It took us nearly two days to drive to Pangani from Nairobi, and boy, was it worth it. As we rattled our obligatory four-wheel-drive down the dusty track, past the little 'nyumba ya udongo' (Swahili for makuti thatched mud homes) nestling amid palm trees, past the little airstrip, I could not imagine how our accommodation would be anything but basic. How wrong I was.

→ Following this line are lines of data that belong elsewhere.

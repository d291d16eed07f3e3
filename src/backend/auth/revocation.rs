/**
 * Token Revocation
 *
 * Revoked tokens are recorded until the moment the token service would stop
 * accepting them, which is their `exp` plus the clock skew. An expired record counts as absent: lookups delete it, and the
 * periodic sweep started by the server removes the rest in bulk.
 */

use std::collections::HashMap;

use async_trait::async_trait;
use chrono::{DateTime, Utc};
use sqlx::PgPool;
use thiserror::Error;
use tokio::sync::RwLock;
use uuid::Uuid;

/// Length of the token prefix written to logs
const TOKEN_PREVIEW_LENGTH: usize = 10;

/// A revoked token entry
#[derive(Debug, Clone, PartialEq, Eq)]
pub struct RevokedToken {
    pub revoked_at: DateTime<Utc>,
    pub expires_at: DateTime<Utc>,
}

impl RevokedToken {
    fn is_expired(&self, now: DateTime<Utc>) -> bool {
        self.expires_at < now
    }
}

#[derive(Debug, Error)]
pub enum RevocationError {
    #[error("revocation storage error: {0}")]
    Storage(#[from] sqlx::Error),
}

/// Records and answers token revocations
#[async_trait]
pub trait RevocationStore: Send + Sync {
    /// Whether the token has been revoked and the record is still live
    async fn is_revoked(&self, token: &str) -> Result<bool, RevocationError>;

    /// Revoke a token until `expires_at`
    ///
    /// Returns `false` if a live record already existed; the first record is kept.
    async fn revoke(&self, token: &str, expires_at: DateTime<Utc>) -> Result<bool, RevocationError>;

    /// Delete expired records, returning how many were removed
    async fn purge_expired(&self) -> Result<u64, RevocationError>;
}

pub(crate) fn token_preview(token: &str) -> String {
    let preview: String = token.chars().take(TOKEN_PREVIEW_LENGTH).collect();
    format!("{preview}...")
}

/// Revocation store backed by the `revoked_tokens` table
#[derive(Clone)]
pub struct PgRevocationStore {
    pool: PgPool,
}

impl PgRevocationStore {
    pub fn new(pool: PgPool) -> Self {
        Self { pool }
    }
}

#[async_trait]
impl RevocationStore for PgRevocationStore {
    async fn is_revoked(&self, token: &str) -> Result<bool, RevocationError> {
        let now = Utc::now();
        let expires_at: Option<DateTime<Utc>> = sqlx::query_scalar(
            r#"
            SELECT expires_at
            FROM revoked_tokens
            WHERE token = $1
            "#,
        )
        .bind(token)
        .fetch_optional(&self.pool)
        .await?;

        match expires_at {
            None => Ok(false),
            Some(expires_at) if expires_at < now => {
                sqlx::query("DELETE FROM revoked_tokens WHERE token = $1 AND expires_at < $2")
                    .bind(token)
                    .bind(now)
                    .execute(&self.pool)
                    .await?;
                Ok(false)
            }
            Some(_) => Ok(true),
        }
    }

    async fn revoke(&self, token: &str, expires_at: DateTime<Utc>) -> Result<bool, RevocationError> {
        let result = sqlx::query(
            r#"
            INSERT INTO revoked_tokens (id, token, revoked_at, expires_at)
            VALUES ($1, $2, $3, $4)
            ON CONFLICT (token) DO UPDATE
                SET revoked_at = EXCLUDED.revoked_at, expires_at = EXCLUDED.expires_at
                WHERE revoked_tokens.expires_at < EXCLUDED.revoked_at
            "#,
        )
        .bind(Uuid::new_v4())
        .bind(token)
        .bind(Utc::now())
        .bind(expires_at)
        .execute(&self.pool)
        .await?;

        let inserted = result.rows_affected() > 0;
        if inserted {
            tracing::debug!("Token revoked until {}", expires_at);
        } else {
            tracing::debug!("Token already revoked: {}", token_preview(token));
        }
        Ok(inserted)
    }

    async fn purge_expired(&self) -> Result<u64, RevocationError> {
        let result = sqlx::query("DELETE FROM revoked_tokens WHERE expires_at < $1")
            .bind(Utc::now())
            .execute(&self.pool)
            .await?;
        Ok(result.rows_affected())
    }
}

/// Revocation store held in memory
#[derive(Default)]
pub struct InMemoryRevocationStore {
    entries: RwLock<HashMap<String, RevokedToken>>,
}

impl InMemoryRevocationStore {
    pub fn new() -> Self {
        Self::default()
    }

    /// Number of records currently held, expired ones included
    pub async fn len(&self) -> usize {
        self.entries.read().await.len()
    }

    pub async fn is_empty(&self) -> bool {
        self.entries.read().await.is_empty()
    }

    /// Look up the record for a token without applying expiry
    pub async fn get(&self, token: &str) -> Option<RevokedToken> {
        self.entries.read().await.get(token).cloned()
    }
}

#[async_trait]
impl RevocationStore for InMemoryRevocationStore {
    async fn is_revoked(&self, token: &str) -> Result<bool, RevocationError> {
        let now = Utc::now();
        let expired = match self.entries.read().await.get(token) {
            None => return Ok(false),
            Some(entry) => entry.is_expired(now),
        };

        if !expired {
            return Ok(true);
        }

        // A concurrent revoke may have replaced the record since the read
        let mut entries = self.entries.write().await;
        match entries.get(token) {
            Some(entry) if !entry.is_expired(now) => Ok(true),
            Some(_) => {
                entries.remove(token);
                Ok(false)
            }
            None => Ok(false),
        }
    }

    async fn revoke(&self, token: &str, expires_at: DateTime<Utc>) -> Result<bool, RevocationError> {
        let now = Utc::now();
        let mut entries = self.entries.write().await;
        if entries.get(token).is_some_and(|entry| !entry.is_expired(now)) {
            tracing::debug!("Token already revoked: {}", token_preview(token));
            return Ok(false);
        }

        entries.insert(
            token.to_string(),
            RevokedToken {
                revoked_at: now,
                expires_at,
            },
        );
        tracing::debug!("Token revoked until {}", expires_at);
        Ok(true)
    }

    async fn purge_expired(&self) -> Result<u64, RevocationError> {
        let now = Utc::now();
        let mut entries = self.entries.write().await;
        let before = entries.len();
        entries.retain(|_, entry| !entry.is_expired(now));
        Ok((before - entries.len()) as u64)
    }
}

The first thing you notice when you pull into the Tides is that it is far from pretentious. It lets nature speak first. Swaths of palm trees dotted amid the cottages rustle gently in the breeze, and the sand is white, soft, and warm. Nothing else can be heard apart from the rhythmic ebb of the sea. The beach is deserted, the cottages themselves are constructed with a modest rustic approach, makuti thatch, wooden beams, little pebble-lined paths and wooden-decked floors, everything has been designed to ensure maximum comfort, tranquility, and privacy, yet it maintains a humble, homey feel. A little stone footwash bowl outside the door for washing your sandy feet, an opulent Zanzibar-style daybed, and a private sunbathing (or sundowner) area for each cottage ensures rustic can mean exclusive too.
Dining at the tides is a sacred experience. The food is some of the best I have had in Tanzania.
There are only a handful of places to stay here, and this remains one of Tanzania’s best-kept secrets. Shhh, just don’t tell anyone!